This Delicious Death is a young adult horror novel by Kayla Cottingham following four girls struggling with their ghoulish urges to eat people. Each of these girls is also queer. What follows will have spoilers — read at your own risk.
The central conceit of this book revolves around an event we only ever see in flashbacks: the Hollowing. An event in which a random assortment of people contracted some sort of virus (linked to a green cloud of… something?) and developed ghoulish features and a ravenous hunger for human flesh. Once well fed, the ghouls become human again. On paper, the only difference between a human and a ghoul is that the latter needs to eat human flesh to survive. Herein lies my first issue with the book: ghouls are a heavy-handed metaphor for queer people.
Ghouls face discrimination, are sent to facilities designed to control and care for the ghoul in them. Their parents are afraid of them, people think they should die or live “separate but equal” lives. The rhetoric is painfully similar to every “I’m not homophobic” person’s stance on gay people (or, equally, “I’m not racist” people’s stance on black/muslim/indigenous folks).
But, like. Ghouls eat people. That is a concrete threat to health and safety. People could die if a ghoul misses a meal, tracking ghouls is a necessary step to coexistence if you don’t want something terrible to happen. I have to imagine that murder rates skyrocketed after the Hollowing because of the ghouls reintegrated into society. They pose a real, tangible threat to the people in their immediate vicinity — and the book actually depicts this on multiple occasions. The main character gets so angry she nearly ghouls out on some random men based on their anti-ghoul comments. One of the four girls literally kills and eats one of them later when she’s drugged without her knowledge (we’ll get to that). The existence of a tangible threat makes this a terrible queer metaphor — it lends credence to the idea that queer people are dangerous, that they should be separated or oppressed. It’s a bad metaphor. A bad metaphor that didn’t need to exist. The characters are already queer.
This brings me to my next big issue: the modern idea that if you are queer, you must also be good. This is an idea that I see prevalently in liberal queer circles, which descend into toxicity because the performance of good becomes more important than the fact that you are queer and a person. I can tell the author runs in these circles, because the main characters feel performative in every aspect of their identity. There’s a textual obsession with having a diverse cast to the point where two of the main characters are partially defined by the fact that they’re latina and black. Every side character is introduced like a tumblr bio — race, gender, pronouns — without giving you any insight into the personhood of the character presented. I have never cared less about the fact that someone is a butch lesbian.

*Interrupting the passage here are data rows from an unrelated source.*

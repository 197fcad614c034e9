use clap::Parser;

pub mod global;
pub mod root_commands;

pub use global::{GlobalFlags, OutputFormat};
pub use root_commands::{Commands, SourceArgs};

/// Top-level CLI parser for the `drill` binary.
#[derive(Debug, Parser)]
#[command(name = "drill", version, about = "drill - plain-text flashcards, weakest first")]
pub struct Cli {
    #[command(subcommand)]
    pub command: Commands,

    /// Output format: json, table, raw
    #[arg(short, long, global = true, default_value = "table")]
    pub format: OutputFormat,

    /// Quiet mode (errors only)
    #[arg(short, long, global = true)]
    pub quiet: bool,

    /// Verbose mode (debug logging)
    #[arg(short, long, global = true)]
    pub verbose: bool,
}

impl Cli {
    /// Extract ergonomic global flags struct for command handlers.
    #[must_use]
    pub const fn global_flags(&self) -> GlobalFlags {
        GlobalFlags {
            format: self.format,
            quiet: self.quiet,
        }
    }
}
use std::path::PathBuf;

use schemars::JsonSchema;
use serde::{Deserialize, Serialize};

use crate::entities::MetadataRecord;
use crate::errors::CoreError;
use crate::ids::PointId;

/// A question/answer pair parsed from a source file.
///
/// Points are rebuilt from the source files on every run. `id` is `None`
/// until the allocator assigns one and writes it back to `line`.
#[derive(Debug, Clone, Serialize, Deserialize, JsonSchema, PartialEq, Eq)]
pub struct Point {
    pub id: Option<PointId>,
    /// Display text with the `" <id>"` suffix and one trailing `?` removed.
    pub question: String,
    /// The line after the question, verbatim.
    pub answer: String,
    pub question_is_media: bool,
    pub answer_is_media: bool,
    pub source: PathBuf,
    /// 1-based line number of the question line.
    pub line: usize,
}

impl Point {
    /// `path:line` location used in diagnostics.
    #[must_use]
    pub fn location(&self) -> String {
        format!("{}:{}", self.source.display(), self.line)
    }
}

/// A point paired with its identifier and the stored record it was scheduled with.
#[derive(Debug, Clone, Serialize, Deserialize, JsonSchema, PartialEq)]
pub struct StudyItem {
    pub id: PointId,
    pub point: Point,
    pub record: MetadataRecord,
}

impl StudyItem {
    /// Pair an allocated point with its record.
    ///
    /// # Errors
    ///
    /// Returns [`CoreError::Unassigned`] if the point has no identifier yet.
    pub fn new(point: Point, record: MetadataRecord) -> Result<Self, CoreError> {
        let id = point.id.ok_or_else(|| CoreError::Unassigned {
            path: point.source.display().to_string(),
            line: point.line,
        })?;
        Ok(Self { id, point, record })
    }
}

#[cfg(test)]
mod tests {
    use super::*;

    fn point(id: Option<PointId>) -> Point {
        Point {
            id,
            question: "What is 2+2?".into(),
            answer: "4".into(),
            question_is_media: false,
            answer_is_media: false,
            source: PathBuf::from("math.txt"),
            line: 3,
        }
    }

    #[test]
    fn study_item_requires_identifier() {
        let err = StudyItem::new(point(None), MetadataRecord::default()).unwrap_err();
        assert_eq!(err.to_string(), "Point at math.txt:3 has no identifier assigned");
    }

    #[test]
    fn study_item_copies_identifier() {
        let item = StudyItem::new(point(Some(9)), MetadataRecord::default()).unwrap();
        assert_eq!(item.id, 9);
        assert_eq!(item.point.location(), "math.txt:3");
    }
}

The black and latina main characters rely so heavily on stereotypes to shape their character that reading them made my skin crawl. The latina girl is boy crazy, the black girl is aloof and as mean as the narrative will allow her to be without her flipping into the realm of villain as the narrative defines it. On the flip side, the trans character in the main cast is allowed no faults. She dresses impeccably, she passes perfectly. She’s sweet and demure, everyone loves her, she has not one single flaw to the point of being a paper woman because the author is afraid to take her off the pedestal. Heaven forbid she be human, and not anything less than an angel with a little extra something in her panties. Are we surprised that she’s the main character’s love interest?
This toxic obsession with the goodness of ghouls and queers alike poisons the plot as well. The only men in this narrative are straight, first of all, and also the villains out to ruin the lives of ghouls everywhere by causing a murder rampage at a music festival using a drug that turns ghouls into what the narrative calls “anthropophagi”. Think the typical elongated gaunt humanoid with sharp claws and jagged teeth, unhinging its jaw to consume you in ragged chunks.
And I have already done the monster more justice than the book.
This would be a great monster, this would be a great threat if the author let the ghouls be the threat they are. If these main characters had to grapple with the very real risk of killing people around them, if there was emotional weight to this loss of control, but there’s not. Allowing that risk, allowing that weight would require the characters to falter in their goodness. The anthropophagi are immediately established to be people — even when they’re actively killing and eating other people — and worthy of saving. From that moment on, the narrative won’t allow them to be killed or harm the main characters. It hands the main characters a get-out-of-jail-free card in a beefy cattle prod, and the threat vanishes. One of the villains is redeemed, and the others are left for dead in the endgame setting — never once threatened by the main characters because doing so would impair the author’s depiction of them as good queers.
This book hit a number of nerves for me, from the ham-fisted metaphor to the reduction of every character to a list of Harry Potter race-gender headcanons circa 2014. I wish I hadn’t wasted my time on it. I’ve had more than enough of these kinds of narratives that try to elevate queer and racially diverse casts above human in the interest of representation. The only thing horrifying about this book is the author’s performance of being a “good queer author”.